Attorney General
Mark Herring appealed the May 26 ruling by a U.S. district judge
in Norfolk, Virginia, that Lee Boyd Malvo, one of the two
so-called "Beltway snipers," must be re-sentenced for two life
sentences he received in Virginia, according to court documents.
The Supreme Court ruled in 2012 that mandatory life sentences
were unconstitutional for juveniles and later found that the
ruling should be applied retroactively.
Malvo, 32, was one of two men found guilty of committing a
series of sniper shootings in fall 2002 that killed 10 people in
the Washington, D.C., area. The shootings terrified people in
the D.C. suburbs and along much of the Eastern Seaboard.

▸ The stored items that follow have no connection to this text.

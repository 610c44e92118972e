use log::debug;
use serde::{Deserialize, Serialize};

use crate::fa::{Dfa, FiniteAutomaton, Nfa};
use crate::regex::{Regex, RegexError};

/// Whether each DFA materializes its trap state.
#[derive(Clone, Copy, Debug, Default, PartialEq, Eq, Serialize, Deserialize)]
pub struct CompileOptions {
    pub dfa_dead_state: bool,
    pub minimal_dead_state: bool,
}

/// Every automaton derived from one expression.
#[derive(Clone, Debug)]
pub struct Compiled {
    pub regex: Regex,
    pub glushkov: Nfa,
    pub thompson: Nfa,
    /// Determinized from the Glushkov automaton.
    pub dfa: Dfa,
    /// Minimized from the determinized Thompson automaton.
    pub minimal: Dfa,
}

impl Compiled {
    pub fn compile(text: &str, options: &CompileOptions) -> Result<Compiled, RegexError> {
        let regex: Regex = text.parse()?;
        Ok(Self::from_regex(regex, options))
    }

    pub fn from_regex(regex: Regex, options: &CompileOptions) -> Compiled {
        let glushkov = Nfa::from_glushkov(&regex);
        let thompson = Nfa::from_thompson(&regex);
        let dfa = Dfa::from_nfa(&glushkov, options.dfa_dead_state);
        let minimal = Dfa::from_nfa(&thompson, options.minimal_dead_state).minimize();

        debug!(
            "compiled {}: glushkov {}, thompson {}, dfa {}, minimal {} states",
            regex,
            glushkov.states().len(),
            thompson.states().len(),
            dfa.states().len(),
            minimal.states().len()
        );

        Compiled {
            regex,
            glushkov,
            thompson,
            dfa,
            minimal,
        }
    }

    /// The automata in display order, with their names.
    pub fn automata(&self) -> [(&'static str, &dyn FiniteAutomaton); 4] {
        [
            ("glushkov", &self.glushkov),
            ("thompson", &self.thompson),
            ("dfa", &self.dfa),
            ("minimal", &self.minimal),
        ]
    }
}
use std::collections::{BTreeMap, BTreeSet};
use std::fmt;

use super::{set_label, FiniteAutomaton, StateId, Symbol};
use super::subset::TRAP_LABEL;

/// The formal definition (Q, Σ, δ, q0, F) of an automaton, printable as text.
#[derive(Clone, Debug, PartialEq, Eq)]
pub struct TransitionTable {
    names: Vec<String>,
    alphabet: Vec<Symbol>,
    start: StateId,
    accepting: BTreeSet<StateId>,
    // one row per state, one cell per alphabet column
    cells: Vec<Vec<BTreeSet<StateId>>>,
    deterministic: bool,
}

impl TransitionTable {
    pub fn new<A: FiniteAutomaton + ?Sized>(fa: &A) -> TransitionTable {
        let names = fa.states().iter().map(|state| state.label.clone()).collect();
        Self::with_names(fa, names)
    }

    pub fn with_aliases<A: FiniteAutomaton + ?Sized>(fa: &A) -> TransitionTable {
        Self::with_names(fa, fa.aliases())
    }

    fn with_names<A: FiniteAutomaton + ?Sized>(fa: &A, names: Vec<String>) -> TransitionTable {
        let transitions = fa.transitions();

        let mut alphabet: Vec<Symbol> = fa.alphabet().iter().map(|&c| Symbol::Char(c)).collect();
        if transitions.iter().any(|t| t.symbol == Symbol::Epsilon) {
            alphabet.push(Symbol::Epsilon);
        }
        let column: BTreeMap<Symbol, usize> = alphabet.iter().enumerate().map(|(i, &s)| (s, i)).collect();

        let mut cells = vec![vec![BTreeSet::new(); alphabet.len()]; fa.states().len()];
        for transition in transitions {
            cells[transition.source.index()][column[&transition.symbol]].insert(transition.target);
        }

        TransitionTable {
            names,
            alphabet,
            start: fa.start(),
            accepting: fa.accepting().clone(),
            cells,
            deterministic: fa.kind() == "dfa",
        }
    }

    pub fn targets(&self, state: StateId, symbol: Symbol) -> Option<&BTreeSet<StateId>> {
        let column = self.alphabet.iter().position(|&s| s == symbol)?;
        Some(&self.cells[state.index()][column])
    }

    fn name_set(&self, ids: &BTreeSet<StateId>) -> String {
        set_label(ids.iter().map(|id| self.names[id.index()].as_str()))
    }

    fn cell(&self, targets: &BTreeSet<StateId>) -> String {
        match targets.iter().next() {
            None => TRAP_LABEL.to_string(),
            Some(&only) if self.deterministic => self.names[only.index()].clone(),
            Some(_) => self.name_set(targets),
        }
    }
}

fn column_width<'a>(column: impl Iterator<Item = &'a String>) -> usize {
    column.map(|text| text.chars().count()).max().unwrap_or(0)
}

impl fmt::Display for TransitionTable {
    fn fmt(&self, f: &mut fmt::Formatter<'_>) -> fmt::Result {
        let all: BTreeSet<StateId> = (0..self.names.len()).map(StateId::new).collect();
        let letters = self
            .alphabet
            .iter()
            .filter(|&&s| s != Symbol::Epsilon)
            .map(Symbol::to_string)
            .collect::<Vec<_>>()
            .join(", ");

        writeln!(f, "Q  = {}", self.name_set(&all))?;
        writeln!(f, "Σ  = {{{}}}", letters)?;
        writeln!(f, "q0 = {}", self.names[self.start.index()])?;
        writeln!(f, "F  = {}", self.name_set(&self.accepting))?;
        writeln!(f, "δ:")?;

        // rows are prefixed with -> for the start state and * for accepting ones
        let rows: Vec<(String, Vec<String>)> = (0..self.names.len())
            .map(|i| {
                let id = StateId::new(i);
                let marker = match (id == self.start, self.accepting.contains(&id)) {
                    (true, true) => "->*",
                    (true, false) => "-> ",
                    (false, true) => "  *",
                    (false, false) => "   ",
                };
                let cells = self.cells[i].iter().map(|targets| self.cell(targets)).collect();
                (format!("{} {}", marker, self.names[i]), cells)
            })
            .collect();

        let header: Vec<String> = self.alphabet.iter().map(Symbol::to_string).collect();
        let first_width = column_width(rows.iter().map(|(name, _)| name));
        let widths: Vec<usize> = (0..self.alphabet.len())
            .map(|c| column_width(rows.iter().map(|(_, cells)| &cells[c]).chain(std::iter::once(&header[c]))))
            .collect();

        write!(f, "{:first_width$}", "")?;
        for (name, &w) in header.iter().zip(&widths) {
            write!(f, " | {:w$}", name)?;
        }
        writeln!(f)?;
        for (name, cells) in &rows {
            write!(f, "{:first_width$}", name)?;
            for (cell, &w) in cells.iter().zip(&widths) {
                write!(f, " | {:w$}", cell)?;
            }
            writeln!(f)?;
        }
        Ok(())
    }
}

#[cfg(test)]
mod tests {
    use super::*;
    use crate::fa::{Dfa, Nfa};
    use crate::regex::Regex;

    fn parse(text: &str) -> Regex {
        text.parse().expect("failed to parse regex")
    }

    #[test]
    fn nfa_cells_are_sets() {
        let nfa = Nfa::from_glushkov(&parse("a|ab"));
        let table = TransitionTable::new(&nfa);
        let text = table.to_string();

        assert!(text.contains("Q  = {q0, a[1], a[2], b[3]}"));
        assert!(text.contains("Σ  = {a, b}"));
        assert!(text.contains("F  = {a[1], b[3]}"));
        assert!(text.contains("{a[1], a[2]}"));
        assert_eq!(
            table.targets(StateId::new(2), Symbol::Char('b')),
            Some(&BTreeSet::from([StateId::new(3)]))
        );
    }

    #[test]
    fn epsilon_column_only_when_used() {
        let thompson = TransitionTable::new(&Nfa::from_thompson(&parse("a*")));
        assert!(thompson.targets(StateId::new(0), Symbol::Epsilon).is_some());

        let glushkov = TransitionTable::new(&Nfa::from_glushkov(&parse("a*")));
        assert!(glushkov.targets(StateId::new(0), Symbol::Epsilon).is_none());
    }

    #[test]
    fn dfa_cells_are_single_states() {
        let dfa = Dfa::from_nfa(&Nfa::from_glushkov(&parse("ab")), false);
        let text = TransitionTable::with_aliases(&dfa).to_string();

        assert!(text.contains("q0 = q0"));
        assert!(text.contains("F  = {q2}"));
        let start_row = text
            .lines()
            .find(|line| line.starts_with("->"))
            .expect("start row");
        // q0 goes to q1 on a and nowhere on b
        assert!(start_row.contains("q0"));
        assert_eq!(
            start_row.split('|').skip(1).map(str::trim).collect::<Vec<_>>(),
            vec!["q1", "∅"]
        );
    }
}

Malvo, who was 17 at the time of the shootings, received two
life sentences in two Virginia counties, as well as additional
life sentences in Maryland.
His co-defendant, John Allen Muhammad, was sentenced to death
and was executed in 2009 in Virginia at age 48.
In the years following his conviction, Malvo said he was
sexually abused by Muhammad from the age of 15 until the time
they embarked on the shooting spree from inside a blue Chevrolet
Caprice.
They were arrested in October 2002 when police discovered them
sleeping in the car at a rest stop in Maryland.
The appeal documents were filed with the district court in
Eastern Virginia but had yet to be filed with the Fourth
District Court of Appeals that covers Virginia by Friday
afternoon.
(Reporting by Bernie Woodall in Fort Lauderdale, Florida;
Editing by Patrick Enright and Lisa Shumaker)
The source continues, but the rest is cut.